TASK GOAL
How many lines in the records below hold the string "update"? Answer with the number alone.

[RECORD EXCERPTS Boundary: Start]

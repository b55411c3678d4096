//! Relational store seam and its PostgreSQL implementation.
//!
//! The scheduler only talks to [`Store`] and [`Session`], so tests can run
//! it against an in-memory store. [`PostgresStore`] opens one
//! `tokio-postgres` connection per session and sends every parameter in text
//! format, which lets generated values bind to any column type.

use crate::error::PopulateError;
use async_trait::async_trait;
use bytes::BytesMut;
use dgs_core::Value;
use postgres_types::{to_sql_checked, Format, IsNull, ToSql, Type};
use std::error::Error;
use std::time::Duration;
use tokio_postgres::{Client, NoTls};
use tracing::{debug, error};

/// Source of sessions. One session is held per worker.
#[async_trait]
pub trait Store: Send + Sync {
    /// Open a new session.
    async fn acquire(&self) -> Result<Box<dyn Session>, PopulateError>;
}

/// A single connection.
#[async_trait]
pub trait Session: Send {
    /// Run a query and return every row as values.
    async fn query(
        &mut self,
        statement: &str,
        args: &[&Value],
    ) -> Result<Vec<Vec<Value>>, PopulateError>;

    /// Run a statement under `timeout` and return the affected row count.
    async fn exec(
        &mut self,
        statement: &str,
        args: &[&Value],
        timeout: Duration,
    ) -> Result<u64, PopulateError>;
}

/// Bind parameter sent in PostgreSQL text format.
#[derive(Debug)]
pub struct TextParam<'a>(pub &'a Value);

impl ToSql for TextParam<'_> {
    fn to_sql(&self, _ty: &Type, out: &mut BytesMut) -> Result<IsNull, Box<dyn Error + Sync + Send>> {
        if self.0.is_null() {
            return Ok(IsNull::Yes);
        }
        out.extend_from_slice(self.0.to_string().as_bytes());
        Ok(IsNull::No)
    }

    fn accepts(_ty: &Type) -> bool {
        true
    }

    fn encode_format(&self, _ty: &Type) -> Format {
        Format::Text
    }

    to_sql_checked!();
}

/// PostgreSQL (or CockroachDB) store.
pub struct PostgresStore {
    connection_string: String,
}

impl PostgresStore {
    pub fn new(connection_string: impl Into<String>) -> Self {
        Self {
            connection_string: connection_string.into(),
        }
    }

    /// Open a raw client, spawning its connection task.
    pub async fn connect(&self) -> Result<Client, PopulateError> {
        let (client, connection) = tokio_postgres::connect(&self.connection_string, NoTls).await?;

        tokio::spawn(async move {
            if let Err(e) = connection.await {
                error!("PostgreSQL connection error: {}", e);
            }
        });

        Ok(client)
    }
}

#[async_trait]
impl Store for PostgresStore {
    async fn acquire(&self) -> Result<Box<dyn Session>, PopulateError> {
        let client = self.connect().await?;
        debug!("Opened PostgreSQL session");
        Ok(Box::new(PostgresSession { client }))
    }
}

/// Session over one `tokio-postgres` client.
pub struct PostgresSession {
    client: Client,
}

fn text_params<'a>(args: &'a [&'a Value]) -> Vec<TextParam<'a>> {
    args.iter().map(|v| TextParam(v)).collect()
}

#[async_trait]
impl Session for PostgresSession {
    async fn query(
        &mut self,
        statement: &str,
        args: &[&Value],
    ) -> Result<Vec<Vec<Value>>, PopulateError> {
        let params = text_params(args);
        let param_refs: Vec<&(dyn ToSql + Sync)> =
            params.iter().map(|p| p as &(dyn ToSql + Sync)).collect();

        let rows = self.client.query(statement, &param_refs).await?;

        let mut result = Vec::with_capacity(rows.len());
        for row in &rows {
            let mut values = Vec::with_capacity(row.len());
            for i in 0..row.len() {
                let text: Option<String> = row.try_get(i)?;
                values.push(text.map(Value::String).unwrap_or(Value::Null));
            }
            result.push(values);
        }
        Ok(result)
    }

    async fn exec(
        &mut self,
        statement: &str,
        args: &[&Value],
        timeout: Duration,
    ) -> Result<u64, PopulateError> {
        let params = text_params(args);
        let param_refs: Vec<&(dyn ToSql + Sync)> =
            params.iter().map(|p| p as &(dyn ToSql + Sync)).collect();

        let affected = tokio::time::timeout(timeout, self.client.execute(statement, &param_refs))
            .await
            .map_err(|_| PopulateError::Timeout(timeout))??;

        Ok(affected)
    }
}
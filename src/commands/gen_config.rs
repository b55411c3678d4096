//! `gen config`: build a config from an existing schema.

use crate::logging::mask_connection_password;
use anyhow::Context;
use chrono::Utc;
use dgs_postgresql::{introspect, GenConfigArgs, PostgresStore};
use std::fs;

/// Introspect the schema and write the resulting YAML to the output file or
/// stdout.
pub async fn run_gen_config(args: GenConfigArgs) -> anyhow::Result<()> {
    tracing::info!(
        "Introspecting schema '{}' at {}",
        args.schema,
        mask_connection_password(&args.connection.url)
    );

    let client = PostgresStore::new(args.connection.url.clone())
        .connect()
        .await
        .context("Failed to connect to database")?;

    let columns = introspect::fetch_columns(&client, &args.schema)
        .await
        .with_context(|| format!("Failed to read schema '{}'", args.schema))?;
    if columns.is_empty() {
        anyhow::bail!("Schema '{}' has no tables", args.schema);
    }

    let config = introspect::to_config(
        columns,
        args.default_rows,
        &args.row_overrides(),
        Utc::now(),
    )?;
    let yaml = config.to_yaml()?;

    match &args.output {
        Some(path) => {
            fs::write(path, &yaml).with_context(|| format!("Failed to write {path:?}"))?;
            tracing::info!(
                "Wrote config for {} tables to {:?}",
                config.tables().len(),
                path
            );
        }
        None => print!("{yaml}"),
    }

    Ok(())
}
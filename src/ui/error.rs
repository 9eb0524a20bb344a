//! Full-screen error display for failures before the visualizer can start.

use crossterm::{
    event::{self, Event, KeyEventKind},
    execute,
    terminal::{disable_raw_mode, enable_raw_mode, EnterAlternateScreen, LeaveAlternateScreen},
};
use ratatui::{
    prelude::*,
    widgets::{Block, Paragraph, Wrap},
};
use std::io::{self, Stdout};
use std::time::Duration;

const ERROR_BG: Color = Color::Rgb(255, 85, 85);
const ERROR_FG: Color = Color::Rgb(255, 255, 255);

/// Red screen with a centered message, dismissed by any key.
pub struct ErrorScreen {
    terminal: Terminal<CrosstermBackend<Stdout>>,
    active: bool,
}

impl ErrorScreen {
    /// Enters raw mode and the alternate screen.
    ///
    /// # Errors
    /// - If the terminal cannot be initialized
    pub fn new() -> anyhow::Result<Self> {
        enable_raw_mode()?;
        let mut stdout = io::stdout();
        execute!(stdout, EnterAlternateScreen)?;

        let terminal = Terminal::new(CrosstermBackend::new(stdout))?;
        Ok(Self {
            terminal,
            active: true,
        })
    }

    /// Shows `message` until a key is pressed.
    ///
    /// # Errors
    /// - If terminal rendering or event polling fails
    pub fn show_error(&mut self, message: &str) -> anyhow::Result<()> {
        loop {
            self.terminal.draw(|frame| draw_error(frame, message))?;

            if event::poll(Duration::from_millis(100))? {
                if let Event::Key(key) = event::read()? {
                    if key.kind == KeyEventKind::Press {
                        break;
                    }
                }
            }
        }
        Ok(())
    }

    /// Restores the terminal. Safe to call more than once.
    ///
    /// # Errors
    /// - If terminal mode cannot be restored
    pub fn cleanup(&mut self) -> anyhow::Result<()> {
        if !self.active {
            return Ok(());
        }
        self.active = false;
        disable_raw_mode()?;
        execute!(self.terminal.backend_mut(), LeaveAlternateScreen)?;
        self.terminal.show_cursor()?;
        Ok(())
    }
}

impl Drop for ErrorScreen {
    fn drop(&mut self) {
        let _ = self.cleanup();
    }
}

/// Paints the error message centered on a red background, wrapped to 80% width.
fn draw_error(frame: &mut Frame, message: &str) {
    let area = frame.area();
    frame.render_widget(Block::default().style(Style::default().bg(ERROR_BG)), area);

    let text_width = (area.width as u32 * 8 / 10) as u16;
    let text_area = Rect {
        x: area.x + (area.width - text_width) / 2,
        y: area.y + area.height / 2,
        width: text_width,
        height: area.height - area.height / 2,
    };

    let paragraph = Paragraph::new(message)
        .style(Style::default().fg(ERROR_FG).bg(ERROR_BG))
        .alignment(Alignment::Center)
        .wrap(Wrap { trim: true });

    frame.render_widget(paragraph, text_area);
}

#[cfg(test)]
mod tests {
    use super::*;
    use ratatui::backend::TestBackend;

    #[test]
    fn test_error_message_is_centered_below_middle() {
        let mut terminal = Terminal::new(TestBackend::new(50, 10)).unwrap();
        terminal
            .draw(|f| draw_error(f, "Error: No audio input device available"))
            .unwrap();

        let buffer = terminal.backend().buffer();
        let row: String = (0..50u16)
            .map(|x| buffer[(x, 5u16)].symbol().to_string())
            .collect();
        assert!(row.contains("No audio input"));
        assert_eq!(buffer[(0u16, 0u16)].bg, ERROR_BG);
    }

    #[test]
    fn test_very_wide_terminal_does_not_overflow() {
        let mut terminal = Terminal::new(TestBackend::new(9000, 3)).unwrap();
        terminal
            .draw(|f| draw_error(f, "Error: No audio input device available"))
            .unwrap();

        let buffer = terminal.backend().buffer();
        let row: String = (0..9000u16)
            .map(|x| buffer[(x, 1u16)].symbol().to_string())
            .collect();
        assert!(row.contains("No audio input"));
    }
}
//! Loudness extraction from a frequency-magnitude snapshot.
//!
//! Reduces one frame of byte magnitudes to a single scalar and keeps the
//! exponentially smoothed value that drives the waveform.

/// Upper bound of a byte magnitude, and of the smoothed loudness.
pub const MAX_LOUDNESS: f32 = 255.0;

/// Default multiplier applied to the mean magnitude before smoothing.
pub const DEFAULT_SENSITIVITY: f32 = 2.0;

/// Default share of the previous loudness kept each frame.
pub const DEFAULT_DECAY: f32 = 0.7;

/// Mean magnitude of `snapshot` scaled by `sensitivity`.
///
/// No clamping happens here. An empty snapshot yields 0.
pub fn extract(snapshot: &[u8], sensitivity: f32) -> f32 {
    if snapshot.is_empty() {
        return 0.0;
    }

    let sum: u64 = snapshot.iter().map(|&v| v as u64).sum();
    (sum as f32 / snapshot.len() as f32) * sensitivity
}

/// Single-pole exponential moving average over the raw loudness.
///
/// This is the only value carried from one frame to the next.
#[derive(Debug, Clone, Copy, PartialEq)]
pub struct LoudnessState {
    value: f32,
    decay: f32,
}

impl LoudnessState {
    /// Creates a silent state with the given decay (share of the previous value kept).
    pub fn new(decay: f32) -> Self {
        Self {
            value: 0.0,
            decay: if decay.is_nan() {
                DEFAULT_DECAY
            } else {
                decay.clamp(0.0, 1.0)
            },
        }
    }

    /// Folds one raw loudness reading into the state and returns the new value.
    ///
    /// A NaN reading counts as silence so the state stays within `[0, 255]`.
    pub fn update(&mut self, raw_loudness: f32) -> f32 {
        let clamped = if raw_loudness.is_nan() {
            0.0
        } else {
            raw_loudness.clamp(0.0, MAX_LOUDNESS)
        };
        // value * decay + clamped * (1 - decay), written as a step toward the
        // target so rounding can never carry it past the target.
        self.value += (clamped - self.value) * (1.0 - self.decay);
        self.value
    }

    /// Current loudness, always within `[0, 255]`.
    pub fn value(&self) -> f32 {
        self.value.clamp(0.0, MAX_LOUDNESS)
    }
}

impl Default for LoudnessState {
    fn default() -> Self {
        Self::new(DEFAULT_DECAY)
    }
}

#[cfg(test)]
mod tests {
    use super::*;

    #[test]
    fn test_silence_is_zero_for_any_sensitivity() {
        let silence = [0u8; 128];
        for sensitivity in [0.0, 0.5, 2.0, 100.0] {
            assert_eq!(extract(&silence, sensitivity), 0.0);
        }
    }

    #[test]
    fn test_uniform_snapshot_scales_by_sensitivity() {
        for v in [1u8, 17, 100, 255] {
            let snapshot = [v; 64];
            assert_eq!(extract(&snapshot, 2.0), v as f32 * 2.0);
            assert_eq!(extract(&snapshot, 1.0), v as f32);
        }
    }

    #[test]
    fn test_empty_snapshot() {
        assert_eq!(extract(&[], 2.0), 0.0);
    }

    #[test]
    fn test_monotone_in_each_sample() {
        let mut snapshot = [40u8; 16];
        for idx in 0..snapshot.len() {
            let mut previous = extract(&snapshot, 2.0);
            for v in 40..=255u8 {
                snapshot[idx] = v;
                let current = extract(&snapshot, 2.0);
                assert!(current >= previous);
                previous = current;
            }
            snapshot[idx] = 40;
        }
    }

    #[test]
    fn test_smoothing_step() {
        let mut state = LoudnessState::default();
        let value = state.update(100.0);
        assert!((value - 30.0).abs() < 1e-4);
        let value = state.update(100.0);
        assert!((value - 51.0).abs() < 1e-4);
    }

    #[test]
    fn test_smoothing_clamps_raw_input() {
        let mut state = LoudnessState::default();
        state.update(1000.0);
        assert!((state.value() - 76.5).abs() < 1e-3);
        for _ in 0..200 {
            state.update(1000.0);
        }
        assert!(state.value() <= MAX_LOUDNESS);
    }

    #[test]
    fn test_smoothing_converges_without_overshoot() {
        let mut state = LoudnessState::default();
        let target = 180.0;
        for _ in 0..200 {
            let value = state.update(target);
            assert!(value <= target);
        }
        assert!((state.value() - target).abs() < 1e-3);
    }

    #[test]
    fn test_silence_keeps_zero_state() {
        let mut state = LoudnessState::default();
        state.update(extract(&[0u8; 64], 2.0));
        assert_eq!(state.value(), 0.0);
    }

    #[test]
    fn test_nan_reading_does_not_poison_state() {
        let mut state = LoudnessState::default();
        state.update(extract(&[100u8; 64], f32::NAN));
        assert_eq!(state.value(), 0.0);

        state.update(200.0);
        state.update(f32::NAN);
        assert!(state.value().is_finite());
        assert!((0.0..=MAX_LOUDNESS).contains(&state.value()));
    }

    #[test]
    fn test_nan_decay_falls_back_to_default() {
        assert_eq!(LoudnessState::new(f32::NAN), LoudnessState::default());
    }
}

[RECORD EXCERPTS Boundary: End]

EXERCISE ANSWER
10